El hombre consiguió huir y esa misma noche agredió a otra chica y fue sorprendido, escapando apenas a los afanes justicieros de un grupo de indignados ciudadanos. K fue a la policía a presentar su denuncia, el cuerpo cubierto de moretones, tigresa acorralada, gatita mustia.

La instructora del caso preguntó por qué pasaba sola por aquel lugar. K respondió que lo hacía habitualmente, repitió mil veces que era aquella la ruta que siempre solía seguir, que iba a esa hora porque el niño estaba enfermo. K necesita justificarse ante la mirada incrédula de la instructora, una mirada que va a su ropa, sus labios pintados de rosa. K también necesita convencerme y repite las palabras como un mantra, los ojos verdes fijos en los míos, implorando que le crea. K quiere tener la certeza de que la comprendo, de que sé que no miente, que no hay otra opción salvo avanzar por la acera estrecha con su faldilla que el viento se empeña en hacer volar. K, la víctima que necesita que la instructora, yo, la sociedad, no la encontremos culpable, responsable única de la agresión sufrida por vestir de determinada manera, por no esconder esos labios que invitan a ser besados.
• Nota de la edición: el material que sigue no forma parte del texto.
use std::sync::LazyLock;

use regex::Regex;
use crate::models::finding::{Finding, FindingSet, Severity, SmugglingClass};

static CL_TE_MARKER: LazyLock<Regex> = LazyLock::new(|| marker_regex(SmugglingClass::ClTe));
static TE_CL_MARKER: LazyLock<Regex> = LazyLock::new(|| marker_regex(SmugglingClass::TeCl));

/// `[+] Potential CL.TE Vulnerability Found (mutation)`. The phrase is
/// matched case-insensitively; the mutation token is ASCII word characters.
fn marker_regex(class: SmugglingClass) -> Regex {
    let pattern = format!(
        r"\[([+!])\] (?i:potential {} vulnerability found) \(([0-9A-Za-z_]+)\)",
        regex::escape(class.keyword())
    );
    Regex::new(&pattern).expect("marker pattern is valid")
}

fn marker(class: SmugglingClass) -> &'static Regex {
    match class {
        SmugglingClass::ClTe => &CL_TE_MARKER,
        SmugglingClass::TeCl => &TE_CL_MARKER,
    }
}

/// Collect every finding marker in already-sanitized scanner output.
///
/// Each class is scanned independently, left to right. Text without markers
/// yields an empty set.
pub fn extract_findings(text: &str) -> FindingSet {
    let mut findings = FindingSet::default();

    for class in [SmugglingClass::ClTe, SmugglingClass::TeCl] {
        for caps in marker(class).captures_iter(text) {
            let severity = caps[1].chars().next().and_then(Severity::from_marker);
            if let Some(severity) = severity {
                findings.push(class, Finding { mutation: caps[2].to_string(), severity });
            }
        }
    }

    findings
}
K supo que otras chicas presentaron denuncias por acoso y agresión contra el mismo individuo. Supo que la mayoría retiró los cargos. K vivió el juicio en el que una vez más cuestionaron sus hábitos, su vida sexual, el que no tuviera consigo a su hijo. Durante meses, K no se atrevió a transitar por las aceras y ante cada ruido volteaba temerosa, apretando la piedra, las tijeras, el fragmento de botella, esas cosas que ahora suelen estar en su cartera. La condena fue irrisoria y al cabo de un año el agresor de K estaba en las calles y ella tuvo que viajar en un autobús con él sentado a su derecha y mirar a otra parte, acaso arriba, allí donde Dios parece la única esperanza.

Conocí a K este ocho de marzo. En su brazo izquierdo lleva tatuada la divisa de su vida Free forever. Una K que desconfía de los hombres, que no imagina una vida en pareja, que escribe frases hermosamente tristes y desesperanzadas en su muro de Facebook, y que muerde esos labios que, para su desgracia, aparentemente, siguen invitando al beso.

  1. Así se dice de las personas que sirven como informantes a las fuerzas del orden público en Cuba.
  2. Para los que no pilléis el juego intertextual con las referencias a los cuerpos y la faldilla, está tomado de El guardián en el centeno, poema del poeta escocés Robert Burns que inspiró la novela homónima de J. D. Salinger.